Find Ethiopia on the map.  Look at its surrounding neighbors.  Look to the west, northwest, north, northeast, east and finally southeast.  Six of eight compass points.  You will find countries where religious tolerance for Christianity is rare to nonexistent.  In the center horizon of this photo, approximately twenty-five miles in the distance is Eritrea.  It was part of Ethiopia before a civil war 1998/1999 and provided coastal access.  After that war it became independent.  Now it is 98 percent Muslim and has one of the strongest records of Christian persecution in the world today.  If religious tolerance fails in Ethiopia, its refugees have to travel south or southwest. As politics of the region stand right now, it would be their only hope.  Please pray for the Horn of Africa.

Main Street, Downtown

26 Jul


It is not Side Walk Sale Days, but it is the downtown shopping district of one of the rural towns in northern Ethiopia.  Where are the cars?  They belong to people passing through.  Everyone else walks…every where.  Most of the shopping is done in open air markets on market day.  The markets are usually close to the church or mosque and so the downtown will have combinations of small souks, hotels, bars, and  an occasional coffee house or cafe…maybe a cell phone shop.  You can tell it is downtown by the street lights; some will come on when the sun goes down…maybe.  The streets; when it is dry…dust, when it rains…mud.  Can you guess what the Ethiopian dream might be?  On an honest day, way more than half would say, “To go to America.”  Except for the lottery winners, most will be staying in Ethiopia, some making a difference for their people.  Most just fill up their lives working so their children will have it better than they did.  Sound familiar?  If we can help children reach their God-given potential, we have shared real hope with hearts.

Expressions of Love

22 Jul


We show our love for family and others in many ways; often within a cultural context.  A husband leads a horse to town carrying a sick wife.  A daughter carries enough wood to sell to pay for medicine for a sick mother.  Love has many expressions.  We show our love for God in thankfulness for opportunities to love and be loved.
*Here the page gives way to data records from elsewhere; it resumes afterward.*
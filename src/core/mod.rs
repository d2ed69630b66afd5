pub mod error;
pub mod timezone;

pub use error::{AppError, Result};
pub use timezone::TimezoneConverter;
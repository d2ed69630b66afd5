use actix_web::{web, HttpResponse, ResponseError};
use chrono::NaiveDate;
use serde::{Deserialize, Serialize};
use sqlx::MySqlPool;
use std::sync::Arc;
use tracing::error;

use crate::config::Config;
use crate::core::{AppError, Result};
use crate::modules::connectors::repositories::AccountRepository;
use crate::modules::connectors::services::{GmailPayoutClient, PayoutMailbox, RistaClient};
use crate::modules::costing::models::{
    CostingFigure, DailyCosting, FigureSource, PeriodCosting,
};
use crate::modules::costing::repositories::{CostingCache, CostingRepository};
use crate::modules::costing::services::CostingService;
use crate::modules::inventory::services::InventoryService;
use crate::modules::sales::models::{ChannelSales, SalesChannel, SalesSource};
use crate::modules::sales::services::SalesService;

/// Query parameters for the food-cost report endpoint
#[derive(Debug, Deserialize)]
pub struct FoodCostReportQuery {
    /// POS branch code
    pub branch: String,
    /// Start of reporting period (inclusive, format: YYYY-MM-DD)
    pub start_date: String,
    /// End of reporting period (inclusive, format: YYYY-MM-DD)
    pub end_date: String,
}

/// Costing figure with provenance; amounts are strings for JSON precision
#[derive(Debug, Serialize)]
pub struct CostingFigureResponse {
    pub amount: String,
    pub source: FigureSource,
}

impl From<CostingFigure> for CostingFigureResponse {
    fn from(figure: CostingFigure) -> Self {
        Self {
            amount: figure.amount.to_string(),
            source: figure.source,
        }
    }
}

#[derive(Debug, Serialize)]
pub struct ChannelSalesResponse {
    pub channel: SalesChannel,
    pub gross: String,
    pub net: String,
    pub orders: i64,
    pub source: SalesSource,
    pub pos_gross: Option<String>,
    pub payout_variance: Option<String>,
}

impl From<ChannelSales> for ChannelSalesResponse {
    fn from(row: ChannelSales) -> Self {
        Self {
            channel: row.channel,
            gross: row.gross.to_string(),
            net: row.net.to_string(),
            orders: row.orders,
            source: row.source,
            pos_gross: row.pos_gross.map(|d| d.to_string()),
            payout_variance: row.payout_variance.map(|d| d.to_string()),
        }
    }
}

#[derive(Debug, Serialize)]
pub struct DailyCostingResponse {
    pub date: String, // Format: YYYY-MM-DD
    pub opening: CostingFigureResponse,
    pub purchases: CostingFigureResponse,
    pub closing: CostingFigureResponse,
    pub gross_sales: CostingFigureResponse,
    pub channels: Vec<ChannelSalesResponse>,
    pub cogs: String,
    pub food_cost_pct: Option<String>,
    pub over_target: bool,
}

impl From<DailyCosting> for DailyCostingResponse {
    fn from(day: DailyCosting) -> Self {
        Self {
            date: day.date.format("%Y-%m-%d").to_string(),
            opening: day.opening.into(),
            purchases: day.purchases.into(),
            closing: day.closing.into(),
            gross_sales: day.gross_sales.into(),
            channels: day
                .channels
                .into_iter()
                .map(ChannelSalesResponse::from)
                .collect(),
            cogs: day.cogs.to_string(),
            food_cost_pct: day.food_cost_pct.map(|p| p.to_string()),
            over_target: day.over_target,
        }
    }
}

#[derive(Debug, Serialize)]
pub struct FoodCostReportResponse {
    pub branch: String,
    pub start_date: String,
    pub end_date: String,
    pub days: Vec<DailyCostingResponse>,
    pub total_cogs: String,
    pub total_gross_sales: String,
    pub food_cost_pct: Option<String>,
    pub days_over_target: usize,
    pub estimated_days: usize,
}

impl From<PeriodCosting> for FoodCostReportResponse {
    fn from(report: PeriodCosting) -> Self {
        Self {
            branch: report.branch_code,
            start_date: report.start_date.format("%Y-%m-%d").to_string(),
            end_date: report.end_date.format("%Y-%m-%d").to_string(),
            days: report
                .days
                .into_iter()
                .map(DailyCostingResponse::from)
                .collect(),
            total_cogs: report.total_cogs.to_string(),
            total_gross_sales: report.total_gross_sales.to_string(),
            food_cost_pct: report.food_cost_pct.map(|p| p.to_string()),
            days_over_target: report.days_over_target,
            estimated_days: report.estimated_days,
        }
    }
}

/// GET /reports/food-cost
///
/// Period food-costing for one branch: per-day COGS and food-cost
/// percentage plus period totals computed from the summed figures.
pub async fn get_food_cost_report(
    pool: web::Data<MySqlPool>,
    config: web::Data<Config>,
    restaurant_id: web::ReqData<String>,
    query: web::Query<FoodCostReportQuery>,
) -> HttpResponse {
    match handle_get_food_cost_report(pool, config, restaurant_id.into_inner(), query).await {
        Ok(response) => HttpResponse::Ok().json(response),
        Err(e) => {
            error!("Failed to generate food-cost report: {}", e);
            e.error_response()
        }
    }
}

async fn handle_get_food_cost_report(
    pool: web::Data<MySqlPool>,
    config: web::Data<Config>,
    restaurant_id: String,
    query: web::Query<FoodCostReportQuery>,
) -> Result<FoodCostReportResponse> {
    let start_date = NaiveDate::parse_from_str(&query.start_date, "%Y-%m-%d").map_err(|_| {
        AppError::validation(format!(
            "Invalid start_date format: '{}'. Expected YYYY-MM-DD",
            query.start_date
        ))
    })?;

    let end_date = NaiveDate::parse_from_str(&query.end_date, "%Y-%m-%d").map_err(|_| {
        AppError::validation(format!(
            "Invalid end_date format: '{}'. Expected YYYY-MM-DD",
            query.end_date
        ))
    })?;

    let service = build_costing_service(
        pool.get_ref().clone(),
        config.get_ref(),
        &restaurant_id,
        &query.branch,
    )
    .await?;

    let report = service
        .period_costing(&query.branch, start_date, end_date)
        .await?;

    Ok(FoodCostReportResponse::from(report))
}

/// Wire fetchers and services from the restaurant's connected accounts
async fn build_costing_service(
    pool: MySqlPool,
    config: &Config,
    restaurant_id: &str,
    branch_code: &str,
) -> Result<CostingService> {
    let accounts = AccountRepository::new(pool.clone());

    let rista_account = accounts
        .find_rista_for_branch(restaurant_id, branch_code)
        .await?
        .ok_or_else(|| {
            AppError::not_found(format!(
                "No active Rista connection for branch '{}'",
                branch_code
            ))
        })?;

    let api_key = rista_account
        .api_key
        .ok_or_else(|| AppError::internal("Rista account is missing its API key"))?;
    let api_token = rista_account
        .api_token
        .ok_or_else(|| AppError::internal("Rista account is missing its API token"))?;

    let pos = Arc::new(RistaClient::new(&config.connectors, api_key, api_token)?);

    // Payout mailbox is optional; costing degrades to POS-only figures
    let mailbox: Option<Arc<dyn PayoutMailbox>> = match accounts.find_gmail(restaurant_id).await? {
        Some(account) => {
            let token = account
                .access_token
                .ok_or_else(|| AppError::internal("Gmail account is missing its access token"))?;
            Some(Arc::new(GmailPayoutClient::new(&config.connectors, token)?))
        }
        None => None,
    };

    let inventory = InventoryService::new(pos.clone(), config.app.max_lookback_days);
    let sales = SalesService::new(pos, mailbox);
    let cache: Arc<dyn CostingCache> = Arc::new(CostingRepository::new(pool));

    Ok(CostingService::new(
        inventory,
        sales,
        Some(cache),
        config.app.target_food_cost_pct,
    ))
}

/// Configure routes for the costing module
pub fn configure(cfg: &mut web::ServiceConfig) {
    cfg.service(
        web::scope("/reports").route("/food-cost", web::get().to(get_food_cost_report)),
    );
}
pub mod stock;

pub use stock::{PurchaseSummary, StockValuation};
There are many times in life that the love we have for other individuals God has gifted into our lives for a short season; that this love is gifted back to the Giver and laid before His Throne.  The more we love that person, the harder it is to give that loved one back to God as a gift, but in that giving God is glorified in the trust it implies for His ultimate care. We can also express God’s love by sharing hope with hearts that have not experienced love’s expression from the limited opportunities of their lives.